(Saved entries)
=== Section Start ===

// ── Scenario 2: safe tool call ──────────────────────────────────────────────

#[tokio::test]
async fn safe_listing_executes_inline() {
    let dir = TempDir::new().unwrap();
    dir.child("a.txt").write_str("x").unwrap();
    dir.child("b.txt").write_str("y").unwrap();
    let path = dir.path().to_string_lossy().into_owned();

    let (graph, _) = build(
        vec![
            route("filesystem"),
            tool_call_msg("c1", "list_directory", serde_json::json!({"path": path})),
            Message::assistant("The directory has two files."),
            finish("Your Downloads folder holds a.txt and b.txt."),
        ],
        vec![filesystem_worker()],
    );

    let events = collect(&graph, "t2", Some("List my downloads")).await;
    assert_eq!(
        event_names(&events),
        [
            "routing",
            "worker_started",
            "tool_call",
            "tool_result",
            "worker_started",
            "complete",
        ]
    );

    let AgentEvent::ToolResult { result } = &events[3] else {
        panic!("expected tool result");
    };
    assert!(result.contains("a.txt"));
    assert!(result.contains("b.txt"));

    let state = graph.state("t2").await.unwrap();
    assert!(!state.awaiting_approval);
    assert!(state.pending_action.is_none());
    // The final self-loop step refreshed the summary; the keep-on-absent
    // reducer held the tool summary until then.
    assert_eq!(
        state.task_summary.as_deref(),
        Some("[filesystem] Processed request")
    );
}

// ── Scenario 3: sensitive write with approval ───────────────────────────────

#[tokio::test]
async fn sensitive_write_pauses_then_approval_executes() {
    let dir = TempDir::new().unwrap();
    let note = dir.path().join("note.txt");
    let note_path = note.to_string_lossy().into_owned();

    let (graph, model) = build(
        vec![
            route("filesystem"),
            tool_call_msg(
                "c1",
                "write_file",
                serde_json::json!({"path": note_path, "content": "hello"}),
            ),
        ],
        vec![filesystem_worker()],
    );

    let events = collect(&graph, "t3", Some("Create note.txt saying hello")).await;
    assert_eq!(
        event_names(&events),
        ["routing", "worker_started", "tool_call", "approval_required"]
    );
    let AgentEvent::ApprovalRequired { action } = events.last().unwrap() else {
        panic!("expected approval_required");
    };
    assert_eq!(action.tool_name, "write_file");
    assert_eq!(action.worker_name, "filesystem");
    assert!(action.description.contains(&note_path));

    // Paused: nothing written yet, placeholder holds the call id.
    assert!(!note.exists());
    let paused = graph.state("t3").await.unwrap();
    assert!(paused.awaiting_approval);
    assert_eq!(paused.current_worker.as_deref(), Some("filesystem"));
    let placeholder = paused
        .messages
        .iter()
        .find(|m| m.tool_call_id.as_deref() == Some("c1"))
        .unwrap();
    assert_eq!(placeholder.text(), AWAITING_APPROVAL_PLACEHOLDER);

    // Approve: the real write happens and the placeholder is replaced.
    graph.approve("t3").await.unwrap();
    let approved = graph.state("t3").await.unwrap();
    assert!(!approved.awaiting_approval);
    assert!(approved.pending_action.is_none());
    let result = approved
        .messages
        .iter()
        .find(|m| m.tool_call_id.as_deref() == Some("c1"))
        .unwrap();
    assert!(result.text().starts_with("Wrote 5 bytes"));
    assert_eq!(std::fs::read_to_string(&note).unwrap(), "hello");

    // Every assistant tool-call id resolves to exactly one tool-result.
    let call_ids: Vec<&str> = approved
        .messages
        .iter()
        .filter_map(|m| m.tool_calls.as_ref())
        .flatten()
        .map(|tc| tc.id.as_str())
        .collect();
    for id in call_ids {
        let matching = approved
            .messages
            .iter()
            .filter(|m| m.is_tool_result() && m.tool_call_id.as_deref() == Some(id))
            .count();
        assert_eq!(matching, 1, "call {id} resolved {matching} times");
    }

    // Resume runs to completion.
    model.push(finish("Created note.txt with your message."));
    let events = collect(&graph, "t3", None).await;
    assert_eq!(event_names(&events), ["complete"]);
}

// ── Scenario 4: sensitive write with denial ─────────────────────────────────

#[tokio::test]
async fn denied_write_never_executes() {
    let dir = TempDir::new().unwrap();
    let note = dir.path().join("note.txt");
    let note_path = note.to_string_lossy().into_owned();

    let (graph, model) = build(
        vec![
            route("filesystem"),
            tool_call_msg(
                "c1",
                "write_file",
                serde_json::json!({"path": note_path, "content": "hello"}),
            ),
        ],
        vec![filesystem_worker()],
    );

    collect(&graph, "t4", Some("Create note.txt")).await;
    graph.deny("t4", Some("not now")).await.unwrap();

    let state = graph.state("t4").await.unwrap();
    assert!(!state.awaiting_approval);
    assert!(state.pending_action.is_none());
    let denial = state.messages.last().unwrap();
    assert_eq!(denial.role, MessageRole::User);
    assert_eq!(denial.text(), "Action denied by user: not now");

    model.push(finish("Understood, I won't create the file."));
    let events = collect(&graph, "t4", None).await;
    assert_eq!(event_names(&events), ["complete"]);
    assert!(!note.exists());
}

// ── Scenario 5: forced return to supervisor on self-loop ceiling ────────────

struct PokeTool;

#[derive(Deserialize)]
struct PokeArgs {}

#[async_trait]
impl Tool for PokeTool {
    const NAME: &'static str = "poke";
    type Args = PokeArgs;
    type Output = String;
    type Error = ToolError;

    fn description(&self) -> String {
        "Pokes.".to_owned()
    }

    fn parameters_schema(&self) -> Value {
        serde_json::json!({"type": "object", "properties": {}})
    }

    async fn call(&self, _args: Self::Args) -> Result<Self::Output, Self::Error> {
        Ok("poked".to_owned())
    }
}

#[tokio::test]
async fn worker_self_loop_is_bounded() {
    let mut registry = ToolRegistry::new();
    registry.add(PokeTool, Sensitivity::Safe);
    let poker = Worker::new(
        "poker",
        "Pokes forever.",
        "Poke.",
        registry,
        ModelBinding::Routing,
    );

    // The worker emits a tool call every step, so it never completes on its
    // own; the edge must force it back after five iterations.
    let mut script = vec![route("poker")];
    for i in 0..5 {
        script.push(tool_call_msg(
            &format!("c{i}"),
            "poke",
            serde_json::json!({}),
        ));
    }
    script.push(finish("Enough poking."));

    let checkpointer = Arc::new(InMemoryCheckpointer::new());
    let (graph, _) = build_with(script, vec![poker], checkpointer.clone());

    let events = collect(&graph, "t5", Some("poke away")).await;
    let starts = events
        .iter()
        .filter(|e| matches!(e, AgentEvent::WorkerStarted { .. }))
        .count();
    assert_eq!(starts, 5);
    assert!(matches!(events.last(), Some(AgentEvent::Complete { .. })));

    // Observed counter sequence across checkpoints: 1..5 in the worker,
    // reset to 0 on supervisor entry.
    let tuples = checkpointer
        .list(&CheckpointConfig::thread("t5"), ListOptions::new())
        .await
        .unwrap();
    let mut by_step: Vec<(i64, String, u32)> = tuples
        .iter()
        .map(|t| {
            (
                t.metadata.step,
                t.metadata.node.clone(),
                t.checkpoint.state.worker_iteration_count,
            )
        })
        .collect();
    by_step.sort_by_key(|(step, _, _)| *step);

    let worker_counts: Vec<u32> = by_step
        .iter()
        .filter(|(_, node, _)| node == "poker")
        .map(|(_, _, count)| *count)
        .collect();
    assert_eq!(worker_counts, [1, 2, 3, 4, 5]);

    let after_supervisor = by_step
        .iter()
        .rev()
        .find(|(_, node, _)| node == "supervisor")
        .unwrap();
    assert_eq!(after_supervisor.2, 0);
}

=== Section End ===

Instructions for the task: Your answer should consist of the lines above that hold the word "approved", copied exactly.

Answer:
    let approved = graph.state("t3").await.unwrap();
    assert!(!approved.awaiting_approval);
    assert!(approved.pending_action.is_none());
    let result = approved
    let call_ids: Vec<&str> = approved
        let matching = approved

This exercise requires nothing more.